We compared our stories, some were similar.  One was about her mucous and my poop.   Mucinex, as recommended by her doctor, to help with her mucous build-up, was no match for COVID, as COVID warred with the Mucinex in her throat and nostrils.  She prayed that God would not let her go out like that, alone and in agony.  Relief came and the mucous released itself in amounts, colors and a consistency that were unimaginable:  black and tar like, with red splotches weaving through it. 

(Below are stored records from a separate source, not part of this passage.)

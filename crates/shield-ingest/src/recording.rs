//! Recording directory discovery

use serde::Serialize;
use shield_core::ShieldResult;
use std::path::{Path, PathBuf};
use tracing::debug;

/// Sub-directory of a dataset root that holds one folder per recording
pub const RECORDINGS_DIR: &str = "recording";
pub const METADATA_FILE: &str = "eeg.inf";
pub const RAW_SAMPLE_FILE: &str = "eeg.raw";
pub const PREPROCESSED_SAMPLE_FILE: &str = "eeg_preprocessed.raw";
pub const EVENT_FILE: &str = "event.raw";
pub const STIMULUS_FILE: &str = "stim.raw";
pub const TARGET_INFO_FILE: &str = "target_info.raw";

/// Sample files in order of preference
pub const SAMPLE_FILE_PRIORITY: [&str; 2] = [PREPROCESSED_SAMPLE_FILE, RAW_SAMPLE_FILE];

/// Every file name a recording directory is known to carry
pub const KNOWN_FILES: [&str; 6] = [
    METADATA_FILE,
    RAW_SAMPLE_FILE,
    PREPROCESSED_SAMPLE_FILE,
    EVENT_FILE,
    STIMULUS_FILE,
    TARGET_INFO_FILE,
];

/// Auxiliary marker files decoded with [`crate::load_event_stream`]
pub const EVENT_FILES: [&str; 3] = [EVENT_FILE, STIMULUS_FILE, TARGET_INFO_FILE];

#[derive(Debug, Clone, PartialEq, Eq, Serialize)]
pub struct RecordingFile {
    pub name: &'static str,
    pub path: PathBuf,
    pub size: u64,
}

/// Sorted recording directories under `root/recording`. A missing
/// `recording` folder yields an empty list.
pub fn find_recordings<P: AsRef<Path>>(root: P) -> ShieldResult<Vec<PathBuf>> {
    let base = root.as_ref().join(RECORDINGS_DIR);
    if !base.is_dir() {
        debug!(path = %base.display(), "no recording folder");
        return Ok(Vec::new());
    }

    let mut dirs = Vec::new();
    for entry in std::fs::read_dir(&base)? {
        let entry = entry?;
        if entry.file_type()?.is_dir() {
            dirs.push(entry.path());
        }
    }
    dirs.sort();
    Ok(dirs)
}

/// First sample file of [`SAMPLE_FILE_PRIORITY`] present in `dir`
pub fn select_sample_file<P: AsRef<Path>>(dir: P) -> Option<PathBuf> {
    SAMPLE_FILE_PRIORITY
        .iter()
        .map(|name| dir.as_ref().join(name))
        .find(|path| path.is_file())
}

/// Known files present in `dir`, in [`KNOWN_FILES`] order
pub fn inspect_recording<P: AsRef<Path>>(dir: P) -> ShieldResult<Vec<RecordingFile>> {
    let dir = dir.as_ref();
    let mut files = Vec::new();
    for name in KNOWN_FILES {
        let path = dir.join(name);
        match std::fs::metadata(&path) {
            Ok(meta) if meta.is_file() => files.push(RecordingFile {
                name,
                path,
                size: meta.len(),
            }),
            Ok(_) => {}
            Err(e) if e.kind() == std::io::ErrorKind::NotFound => {}
            Err(e) => return Err(e.into()),
        }
    }
    Ok(files)
}

#[cfg(test)]
mod tests {
    use super::*;
    use std::fs;
    use tempfile::tempdir;

    #[test]
    fn test_find_recordings_sorted() {
        let root = tempdir().unwrap();
        assert!(find_recordings(root.path()).unwrap().is_empty());

        for name in ["b", "a", "c"] {
            fs::create_dir_all(root.path().join(RECORDINGS_DIR).join(name)).unwrap();
        }
        fs::write(root.path().join(RECORDINGS_DIR).join("notes.txt"), b"x").unwrap();

        let found = find_recordings(root.path()).unwrap();
        let names: Vec<_> = found
            .iter()
            .map(|p| p.file_name().unwrap().to_string_lossy().into_owned())
            .collect();
        assert_eq!(names, ["a", "b", "c"]);
    }

    #[test]
    fn test_preprocessed_preferred() {
        let dir = tempdir().unwrap();
        assert_eq!(select_sample_file(dir.path()), None);

        fs::write(dir.path().join(RAW_SAMPLE_FILE), [0u8; 4]).unwrap();
        assert_eq!(
            select_sample_file(dir.path()),
            Some(dir.path().join(RAW_SAMPLE_FILE))
        );

        fs::write(dir.path().join(PREPROCESSED_SAMPLE_FILE), [0u8; 4]).unwrap();
        assert_eq!(
            select_sample_file(dir.path()),
            Some(dir.path().join(PREPROCESSED_SAMPLE_FILE))
        );
    }

    #[test]
    fn test_inspect_lists_known_files() {
        let dir = tempdir().unwrap();
        fs::write(dir.path().join(EVENT_FILE), [0u8; 12]).unwrap();
        fs::write(dir.path().join(METADATA_FILE), b"samplerate=250").unwrap();
        fs::write(dir.path().join("unrelated.bin"), [0u8; 3]).unwrap();

        let files = inspect_recording(dir.path()).unwrap();
        let summary: Vec<_> = files.iter().map(|f| (f.name, f.size)).collect();
        assert_eq!(summary, [(METADATA_FILE, 14), (EVENT_FILE, 12)]);
    }
}
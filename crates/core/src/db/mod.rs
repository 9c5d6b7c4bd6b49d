//! Local SQLite file holding the persisted session.
//!
//! Nothing from the remote service is cached here. The only table is the
//! `kv_state` area read and written by [`crate::session::SessionStore`].

pub mod queries;
pub mod schema;

use std::path::Path;
use std::sync::{Mutex, MutexGuard};

use rusqlite::Connection;
use tracing::{debug, info, warn};

use crate::errors::DatabaseError;

pub struct Database {
    conn: Mutex<Connection>,
}

impl Database {
    /// Open the session file at `path` and migrate it. Missing parent
    /// directories are created.
    pub fn open<P: AsRef<Path>>(path: P) -> Result<Self, DatabaseError> {
        let path = path.as_ref();
        if let Some(dir) = path.parent().filter(|d| !d.as_os_str().is_empty()) {
            std::fs::create_dir_all(dir)?;
        }

        let conn = Connection::open(path)?;
        conn.execute_batch("PRAGMA journal_mode = WAL; PRAGMA busy_timeout = 5000;")?;
        info!(path = %path.display(), "session database opened");
        Self::migrated(conn)
    }

    pub fn open_in_memory() -> Result<Self, DatabaseError> {
        Self::migrated(Connection::open_in_memory()?)
    }

    fn migrated(conn: Connection) -> Result<Self, DatabaseError> {
        schema::run_migrations(&conn)?;
        debug!("session schema ready");
        Ok(Self {
            conn: Mutex::new(conn),
        })
    }

    /// A panic while holding the lock leaves the connection usable, so a
    /// poisoned lock is taken over.
    pub(crate) fn conn(&self) -> MutexGuard<'_, Connection> {
        self.conn.lock().unwrap_or_else(|poisoned| {
            warn!("session database lock was poisoned");
            poisoned.into_inner()
        })
    }
}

My poop story began with me cooking and eating a plate of beans, carefully prepared by me.  Kidney beans and I are no friends, it makes me gassy, but I love it.  It’s cultural.  We make rice and peas, the peas being the beans, red peas soup and stewed peas with pigtails.  My stewed peas on that day had no meat, just coconut cream and seasoning.  I soaked the beans overnight like I always do to remove the gas, changing the water twice and I used ginger for added insurance.  It was delicious and more so because this was the second day after my 15 day confinement and my appetite had returned.  Before I finished the beans, something started battling in my stomach, twisting and moving and pulling and gnawing away.  I was in agony.  It wasn’t gas; I know gas pain.  For some people, the gas goes down and gives relief with the passing of gas.  Mine goes up and out, moving out toward my stomach and bloating me up and up to my rib cage, shoulder blades and throat.  I took a Gas X anyway, which gave me no relief.  It lasted a day and a half.  The toilet called and what came out of me is indescribable; toxins which looked like they were threaded with the virus, in mounds and mounds of poop which took three flushes to go down. 

I described what happened to me as demonic and the woman said that’s exactly how she described her experience to a friend.